«Guido il teatro No'hma nel nome di mia sorella Teresa»

Giovanni Terzi

Livia Pomodoro racconta con passione la storia del suo incarico di Presidente dell'Accademia di Brera a Milano, così come l'impegno nel guidare il Teatro No'hma, creato e voluto da sua sorella Teresa che, scomparsa nel 2008, ha lasciato un vuoto umano, artistico e professionale grandissimo nel capoluogo meneghino.

Gli occhi di Livia, ogniqualvolta si parla del Teatro No'hma, s'illuminano di una luce speciale, quella dell'amore e della devozione verso quella sorella, prematuramente scomparsa, che sempre l'ha fatta sognare e che ancor oggi le manca.

La storia tua e di tua sorella Teresa si fonde in No'hma?

«Mia sorella ha lasciato dentro di me un vuoto ed un dolore immenso che io quotidianamente cerco di colmare o di sedare dirigendo il Teatro che lei ha voluto costruire.

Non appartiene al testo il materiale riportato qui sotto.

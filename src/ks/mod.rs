//! Key-switching module
//!
//! Transforms a ciphertext valid under s' into one valid under s. The EVD
//! protocol needs it for three things:
//! - relinearizing tensor products (s' = s²)
//! - packing rotated MLWE components into one RLWE ciphertext
//!   (s' = φ(τ_g(σ_j)))
//! - the PIR selector expansion (s' = τ_g(s))
//!
//! # Switching key
//!
//! Keys are hybrid: they encrypt P·s' modulo Q·P, stored as one half per
//! modulus, so switching needs no gadget decomposition:
//! ```text
//! K = (a_q, a_p, b_q, b_p),   b + a·s = e + P·s'
//! ```
//!
//! # Example
//!
//! ```ignore
//! use evd::ks::{generate_relin_key, relinearize};
//!
//! let relin = generate_relin_key(&sk, &ring, &mut sampler);
//! let ct = relinearize(&extended, &relin, &ring)?;
//! ```

mod setup;
mod switch;
mod types;

pub use setup::{
    generate_auted_mod_pack_keys, generate_auted_mod_pack_mlwe_keys, generate_inv_aut_keys,
    generate_relin_key, generate_switching_key, split_switching_key,
};
pub use switch::{
    automorphism_key_switch, key_switch, relinearize, ComponentKeySwitchAccumulator,
    KeySwitchAccumulator,
};
pub use types::{
    AutedModPackKeys, AutedModPackMLWEKeys, InvAutKeys, MLWESwitchingKey, SwitchingKey,
};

La prima volta che vidi questo spazio assieme a lei mi disse che sarebbe diventato un meraviglioso teatro: io la considerai pazza e visionaria. Come poteva nascere un teatro da uno spazio dedicato alla gestione dell'acqua potabile e dismesso ed abbandonato?».

Ed invece?

«Teresa aveva visto, entrando in questo spazio, una rosa fiorita... Mia sorella era capace di vedere ciò che io non riuscivo; è sempre stata un'artista profetica».

Eravate molto diverse?

«Sì. Lei creativa e sognatrice io raziocinante. Mi sono sempre considerata l'encefalogramma piatto della famiglia ed anche quando lei si era ammalata scherzavamo su questo lato del mio carattere, sempre orientato alla concretezza ed al realismo».

Alla fine però dirigi con successo questa «visione» culturale di Teresa, un teatro dove non si paga il biglietto per entrare...

«Credo sia stato l'ultimo vero dono che Teresa mi ha fatto, e la sua presenza quotidiana dentro di me è quella che consente al Teatro di andare avanti. Diciamo che a quasi dieci anni dalla sua scomparsa Teresa è ancora regista e anima di questo spazio».

Quando cominciasti a lavorare in Tribunale?

«Nel 1966 a Milano, negli

anni della contestazione; ero ospite di una amica di famiglia e presi a lavorare subito nel gruppo di Adolfo Beria d'Argentine e Luigi Bianchi d'Espinosa, due grandi protagonisti della storia giudiziaria di questo Paese».